その木戸を通って

sonokido公式サイト山本周五郎原作、市川崑監督、浅野ゆう子中井貴一フランキー堺、井川比佐志、岸田今日子石坂浩二神山繁榎木孝明。記憶喪失のふさ(浅野ゆう子)がたまたま城勤めの平松正四郎(中井貴一)の屋敷を訪れて展開する幽玄なラブストーリー。
1993年のハイビジョンで撮影された劇場未公開作品だったからこの映画自体、実質15年“記憶喪失”していたようなものだから、今から見ると、浅野も中井も当然ながら今より若く、監督も含めもう鬼籍に入っている名優たちも活躍していて不思議感がいやます。
竹林のそよぎ、驟雨が効果的で現と夢の境目のような映像。幽霊話も本当はこんな具合にまだ精神医学が発達していなかった時代の人々の想像力が作り出したものと思わせる。

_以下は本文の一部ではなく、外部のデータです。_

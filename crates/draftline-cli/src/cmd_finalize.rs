use std::sync::Arc;

use draftline_core::AutosaveOptions;
use draftline_sync::DraftSession;

use crate::workspace::{default_session_id, parse_key, Workspace};

/// `draftline finalize <key>`: the form was submitted, drop both copies.
pub fn execute(
    ws: &Workspace,
    key: &str,
    session: Option<&str>,
    remote: Option<&str>,
) -> anyhow::Result<()> {
    let key = parse_key(key)?;
    let session_id = session
        .map(str::to_string)
        .unwrap_or_else(|| default_session_id(&key));
    let gateway = ws.gateway(remote)?;
    let cache = Arc::new(ws.cache());

    let rt = tokio::runtime::Runtime::new()?;
    let outcome = rt.block_on(async {
        let options = AutosaveOptions::new(key.clone(), session_id.clone()).with_config(&ws.config);
        DraftSession::mount(options, cache, gateway).finalize().await
    });

    if outcome.local_cleared {
        println!("Cleared local draft {key}");
    } else {
        println!("Local draft {key} could not be cleared (see log)");
    }
    if outcome.remote_deleted {
        println!("Deleted remote draft {session_id}");
    } else {
        println!("Remote draft {session_id} could not be deleted (see log)");
    }
    Ok(())
}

正四郎は今風に言えば官僚。刀は差していても一度も抜く場面がない。周囲からは何を考えているのか分からない空想癖があるらしく、世事に億劫で身だしなみも頓着しないタイプ。それでもどこか憎めない正四郎を周りが甲斐甲斐しく世話してとりまとめた出世コースの縁談も断り、ふさと結ばれるのだが、これ自体が現実逃避風だ。なにげにか「たみおのしあわせ」の江戸時代版ではある。
ふさも健気ではあるが時折フラッシュバックに襲われてとっくりを落としたり大豆を散らかしたりする。ふさにとって正四郎は逆にあくまで夢の中の人なのだ。
ラストも現なのか夢なのか定かでなく終り、余韻を持たせている。